At Stetson University, DeLand, Florida, Libby developed the curriculum for a number of upper division interdisciplinary courses for a new major in the arts and humanities. He also worked with Fred Messersmith AWS, chairman of the Department of Art, in developing a series of exhibitions that explored the careers of artists from the United States and abroad who painted in Florida from post-Civil War to World War I. While at Stetson, Libby published a number of articles in academic journals including the Italian Quarterly and Paideuma.
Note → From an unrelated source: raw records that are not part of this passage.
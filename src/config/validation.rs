//! Configuration validation.
//!
//! # Responsibilities
//! - Semantic validation of values clap cannot type-check
//! - Validate bind addresses and timeout ranges
//!
//! # Design Decisions
//! - Returns all validation errors, not just first
//! - Validation is pure function: ProxyConfig → Result<(), Vec<ValidationError>>
//! - The upstream host/port are left alone; a bad target is reported per
//!   request as a build failure

use std::net::SocketAddr;
use thiserror::Error;

use crate::config::schema::ProxyConfig;

/// A single semantic problem with a loaded configuration.
#[derive(Debug, Clone, PartialEq, Eq, Error)]
pub enum ValidationError {
    #[error("invalid listen address '{0}'")]
    ListenAddress(String),

    #[error("invalid metrics address '{0}'")]
    MetricsAddress(String),

    #[error("request timeout must be greater than zero")]
    ZeroRequestTimeout,
}

/// Check a configuration before it is accepted.
pub fn validate_config(config: &ProxyConfig) -> Result<(), Vec<ValidationError>> {
    let mut errors = Vec::new();

    if config.listener.bind_address.parse::<SocketAddr>().is_err() {
        errors.push(ValidationError::ListenAddress(
            config.listener.bind_address.clone(),
        ));
    }

    if let Some(addr) = &config.observability.metrics_address {
        if addr.parse::<SocketAddr>().is_err() {
            errors.push(ValidationError::MetricsAddress(addr.clone()));
        }
    }

    if config.timeouts.request.is_zero() {
        errors.push(ValidationError::ZeroRequestTimeout);
    }

    if errors.is_empty() {
        Ok(())
    } else {
        Err(errors)
    }
}
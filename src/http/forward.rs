//! The request forwarder.
//!
//! # State Machine
//! ```text
//! Received → Building → Dispatching → Succeeded
//!                │            ├──────→ TimedOut
//!                │            └──────→ DispatchFailed
//!                └───────────────────→ BuildFailed
//! ```
//! Every terminal state writes exactly one response. No state is revisited
//! and nothing is retried.
//!
//! # Concurrency
//! One `Forwarder` is shared by all request tasks. It holds the immutable
//! config behind an `Arc` and a cloneable client, so the request path needs
//! no locks. Dropping the future returned by [`Forwarder::forward`] (hyper
//! does this when the caller disconnects) drops the in-flight upstream call.
//! The same holds for the relayed body once streaming has started.
//!
//! # Deadline
//! One deadline covers the whole exchange. Expiry before the upstream head
//! arrives is a 504; expiry while the body streams cuts the body off.

use std::sync::Arc;

use axum::body::Body;
use axum::http::Response;
use hyper_util::client::legacy::connect::HttpConnector;
use hyper_util::client::legacy::Client;
use hyper_util::rt::TokioExecutor;

use crate::config::ProxyConfig;
use crate::http::headers::IdentityHeaders;
use crate::http::request::{self, InboundRequest};
use crate::http::response::{self, ErrorReport, ForwardError, ForwardOutcome};
use crate::resilience::Deadline;

/// Forwards requests to the configured upstream.
#[derive(Clone)]
pub struct Forwarder {
    config: Arc<ProxyConfig>,
    identity: Arc<IdentityHeaders>,
    client: Client<HttpConnector, Body>,
}

impl Forwarder {
    pub fn new(config: Arc<ProxyConfig>) -> Self {
        let identity = Arc::new(IdentityHeaders::from_config(&config.identity));
        let client = Client::builder(TokioExecutor::new()).build(HttpConnector::new());

        Self {
            config,
            identity,
            client,
        }
    }

    /// The configuration this forwarder was built from.
    pub fn config(&self) -> &ProxyConfig {
        &self.config
    }

    /// Forward one request and produce the caller's response.
    pub async fn forward(&self, inbound: InboundRequest) -> (Response<Body>, ForwardOutcome) {
        tracing::info!(
            protocol = inbound.connection.protocol(),
            method = %inbound.method,
            uri = %inbound.uri,
            remote = %inbound.connection.remote,
            "Received request"
        );

        let target_url = request::target_url(&self.config.target, inbound.path());

        match self.execute(inbound, &target_url).await {
            Ok(response) => (response, ForwardOutcome::Succeeded),
            Err(err) => {
                let outcome = err.outcome();
                tracing::warn!(
                    target_url = %target_url,
                    outcome = outcome.as_str(),
                    error = %err,
                    "Forwarding failed"
                );
                let report = ErrorReport::new(&self.config, &target_url, err.to_string());
                (report.into_response(err.status()), outcome)
            }
        }
    }

    async fn execute(
        &self,
        inbound: InboundRequest,
        target_url: &str,
    ) -> Result<Response<Body>, ForwardError> {
        let deadline = Deadline::after(self.config.timeouts.request);
        let outbound = request::build_outbound(inbound, target_url, &self.identity)?;

        let upstream = deadline
            .run(self.client.request(outbound))
            .await
            .map_err(|_| ForwardError::Timeout)?
            .map_err(ForwardError::Dispatch)?;

        tracing::debug!(
            target_url = %target_url,
            status = %upstream.status(),
            "Upstream responded"
        );

        Ok(response::relay(upstream, &deadline))
    }
}
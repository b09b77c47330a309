//! Network layer subsystem.
//!
//! # Data Flow
//! ```text
//! Incoming TCP connection
//!     → listener.rs (bind the configured address)
//!     → connection.rs (capture remote/local addresses, TLS flag)
//!     → Hand off to HTTP layer as ConnectInfo<ConnectionInfo>
//! ```
//!
//! # Design Decisions
//! - No TLS termination; the TLS flag exists so logs can tell protocols apart
//! - Connection metadata is captured at accept time, not looked up per request

pub mod connection;
pub mod listener;

pub use connection::ConnectionInfo;
pub use listener::{bind, ListenerError};
//! Configuration management subsystem.
//!
//! # Data Flow
//! ```text
//! environment variables / flags
//!     → loader.rs (clap parse, defaults, hostname lookup)
//!     → validation.rs (semantic checks)
//!     → ProxyConfig (validated, immutable)
//!     → shared via Arc with every request handler
//! ```
//!
//! # Design Decisions
//! - Config is read once at startup and never mutated afterwards
//! - All fields have defaults so an empty environment is valid
//! - Validation separates syntactic (clap) from semantic checks

pub mod loader;
pub mod schema;
pub mod validation;

pub use loader::{load_from_env, ConfigError, ProxyArgs};
pub use schema::{
    IdentityConfig, ListenerConfig, ObservabilityConfig, ProxyConfig, TargetConfig, TimeoutConfig,
};
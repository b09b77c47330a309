//! Timeout enforcement.
//!
//! # Responsibilities
//! - Fix one deadline per request when forwarding starts
//! - Bound the upstream call and the relayed response body by that deadline
//!
//! # Design Decisions
//! - Uses Tokio's timer; the inner future is dropped on expiry
//! - Timeout errors are distinct from other errors
//! - A deadline hit before the response head returns 504 Gateway Timeout;
//!   one hit while the body streams ends the body with an error, so the
//!   caller sees a truncated response

use std::future::Future;
use std::pin::Pin;
use std::task::{Context, Poll};
use std::time::Duration;

use axum::body::{Body, Bytes, HttpBody};
use hyper::body::{Frame, SizeHint};
use thiserror::Error;
use tokio::time::{Instant, Sleep};

/// The deadline passed before the operation completed.
#[derive(Debug, Clone, Copy, PartialEq, Eq, Error)]
#[error("deadline of {0:?} elapsed")]
pub struct DeadlineElapsed(pub Duration);

/// The instant by which one request has to be fully answered.
#[derive(Debug, Clone, Copy)]
pub struct Deadline {
    at: Instant,
    budget: Duration,
}

impl Deadline {
    /// A deadline `budget` from now.
    pub fn after(budget: Duration) -> Self {
        Self {
            at: Instant::now() + budget,
            budget,
        }
    }

    /// Run `fut` to completion or until the deadline, whichever is first.
    pub async fn run<F>(&self, fut: F) -> Result<F::Output, DeadlineElapsed>
    where
        F: Future,
    {
        tokio::time::timeout_at(self.at, fut)
            .await
            .map_err(|_| DeadlineElapsed(self.budget))
    }

    /// Wrap `body` so it fails with [`DeadlineElapsed`] if it is still
    /// streaming when the deadline passes.
    pub fn bound_body(&self, body: Body) -> Body {
        Body::new(DeadlineBody {
            inner: body,
            timer: Box::pin(tokio::time::sleep_until(self.at)),
            budget: self.budget,
            expired: false,
        })
    }
}

struct DeadlineBody {
    inner: Body,
    timer: Pin<Box<Sleep>>,
    budget: Duration,
    expired: bool,
}

impl HttpBody for DeadlineBody {
    type Data = Bytes;
    type Error = axum::Error;

    fn poll_frame(
        self: Pin<&mut Self>,
        cx: &mut Context<'_>,
    ) -> Poll<Option<Result<Frame<Bytes>, axum::Error>>> {
        let this = self.get_mut();
        if this.expired {
            return Poll::Ready(None);
        }

        if let Poll::Ready(frame) = Pin::new(&mut this.inner).poll_frame(cx) {
            return Poll::Ready(frame);
        }

        if this.timer.as_mut().poll(cx).is_ready() {
            this.expired = true;
            tracing::warn!(
                budget_ms = this.budget.as_millis() as u64,
                "Response body still streaming at request deadline, cutting it off"
            );
            return Poll::Ready(Some(Err(axum::Error::new(DeadlineElapsed(this.budget)))));
        }

        Poll::Pending
    }

    fn is_end_stream(&self) -> bool {
        self.expired || self.inner.is_end_stream()
    }

    fn size_hint(&self) -> SizeHint {
        self.inner.size_hint()
    }
}
//! Forwarding HTTP proxy.
//!
//! # Architecture Overview
//!
//! ```text
//!                          ┌──────────────────────────────────────────────┐
//!                          │                FORWARD PROXY                 │
//!     Client Request       │  ┌─────────┐    ┌─────────┐    ┌──────────┐  │
//!     ─────────────────────┼─▶│   net   │───▶│  http   │───▶│ forward  │──┼──▶ Upstream
//!                          │  │listener │    │ server  │    │ deadline │  │   host:port
//!                          │  └─────────┘    └─────────┘    └────┬─────┘  │
//!     Client Response      │                                     │        │
//!     ◀────────────────────┼───────── relay / error report ◀─────┘        │
//!                          │                                              │
//!                          │  config (env, immutable) · observability     │
//!                          │  lifecycle (signals, graceful shutdown)      │
//!                          └──────────────────────────────────────────────┘
//! ```

use forward_proxy::config;
use forward_proxy::http::HttpServer;
use forward_proxy::lifecycle::{signals, Shutdown};
use forward_proxy::net;
use forward_proxy::observability::{logging, metrics};

#[tokio::main]
async fn main() -> Result<(), Box<dyn std::error::Error>> {
    logging::init();

    tracing::info!("forward-proxy v{} starting", env!("CARGO_PKG_VERSION"));

    let config = config::load_from_env()?;

    tracing::info!(
        bind_address = %config.listener.bind_address,
        target = %config.target.destination(),
        request_timeout_ms = config.timeouts.request.as_millis() as u64,
        node_name = config.identity.node_name.as_deref().unwrap_or(""),
        pod_name = config.identity.pod_name.as_deref().unwrap_or(""),
        hostname = config.identity.hostname.as_deref().unwrap_or(""),
        "Configuration loaded"
    );

    if let Some(addr) = &config.observability.metrics_address {
        // Already validated as a socket address.
        if let Ok(addr) = addr.parse() {
            if let Err(e) = metrics::init_metrics(addr) {
                tracing::error!(error = %e, "Failed to start metrics exporter");
            }
        }
    }

    let listener = match net::bind(&config.listener).await {
        Ok(listener) => listener,
        Err(e) => {
            tracing::error!(error = %e, "HTTP server failed");
            return Ok(());
        }
    };

    let shutdown = Shutdown::new();
    signals::spawn_signal_listener(&shutdown);

    let server = HttpServer::new(config);
    if let Err(e) = server.run(listener, shutdown.signalled()).await {
        tracing::error!(error = %e, "HTTP server failed");
    }

    tracing::info!("Shutdown complete");
    Ok(())
}
impl BlockHeader {
    const ERASED: Self = Self {
        tag: 0,
        size: 0,
        previous: 0,
        next: 0,
    };

    fn new(free: bool, size: usize, previous: Option<usize>, next: Option<usize>) -> Self {
        Self {
            tag: if free { FREE_TAG } else { USED_TAG },
            size: size as u64,
            previous: encode_link(previous),
            next: encode_link(next),
        }
    }

    fn is_free(&self) -> bool {
        self.tag == FREE_TAG
    }

    fn set_free(&mut self, free: bool) {
        self.tag = if free { FREE_TAG } else { USED_TAG };
    }

    fn size(&self) -> usize {
        usize::try_from(self.size).unwrap_or(usize::MAX)
    }

    fn set_size(&mut self, size: usize) {
        self.size = size as u64;
    }

    fn previous(&self) -> Option<usize> {
        decode_link(self.previous)
    }

    fn set_previous(&mut self, previous: Option<usize>) {
        self.previous = encode_link(previous);
    }

    fn next(&self) -> Option<usize> {
        decode_link(self.next)
    }

    fn set_next(&mut self, next: Option<usize>) {
        self.next = encode_link(next);
    }
}

/// A snapshot of one block, as seen by [`BlockHeap::blocks`].
#[derive(Debug, Clone, Copy, PartialEq, Eq)]
pub struct BlockInfo {
    /// Offset of the block header from the arena start.
    pub offset: usize,
    /// Payload size in bytes, excluding the header.
    pub size: usize,
    /// Whether the block is free.
    pub free: bool,
}

impl BlockInfo {
    /// Offset one past the end of the block's payload.
    #[must_use]
    pub fn end(&self) -> usize {
        self.offset + HEADER_SIZE + self.size
    }
}

/// Usage summary returned by [`BlockHeap::stats`].
#[derive(Debug, Clone, Copy, Default, PartialEq, Eq)]
pub struct HeapStats {
    pub arena_size: usize,
    pub blocks: usize,
    pub used: usize,
    pub free: usize,
    pub largest_free: usize,
}

/// Rounds a request up to the payload size actually reserved for it.
fn payload_size(size: usize) -> Option<usize> {
    size.max(1).checked_next_multiple_of(HEADER_SIZE)
}

/// A first-fit heap over a single fixed arena.
///
/// The heap is `Send` but not `Sync`; callers that share it must wrap it in a
/// lock.
#[derive(Debug)]
pub struct BlockHeap {
    base: *mut u8,
    arena_size: usize,
    split_factor: usize,
}

unsafe impl Send for BlockHeap {}

impl Default for BlockHeap {
    fn default() -> Self {
        Self::new()
    }
}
He also began his study of Cuban historic artists in the Fulgencio Batista Collection of Cuban art housed at the Cuban Foundation Museum, Museum of Arts and Sciences, Daytona Beach, Florida. Libby’s “Artistic Taste in Pre-Castro Cuba “ was one of the lead papers presented at the Southeastern Museum Conference, Charleston, South Carolina, 1975. That paper became the foundation of two books Libby authored. (Two Centuries of Cuban Art: 1759-1959, a soft cover bi-lingual catalog, published by the Ringling Museum of Art, with essays interpreting works of art from the Batista Collection exhibition, 1980. Libby curated the exhibition at the John and Mable Ringling Museum of Art, Sarasota, Florida, with additional works from the Museum of Modern Art, New York; The Solomon R. Guggenheim Museum, New York, and the Museum of Modern Art of Latin America, Washington, DC. Cuba-A History in Art, University Press of Florida, 1997, revised edition 2015.)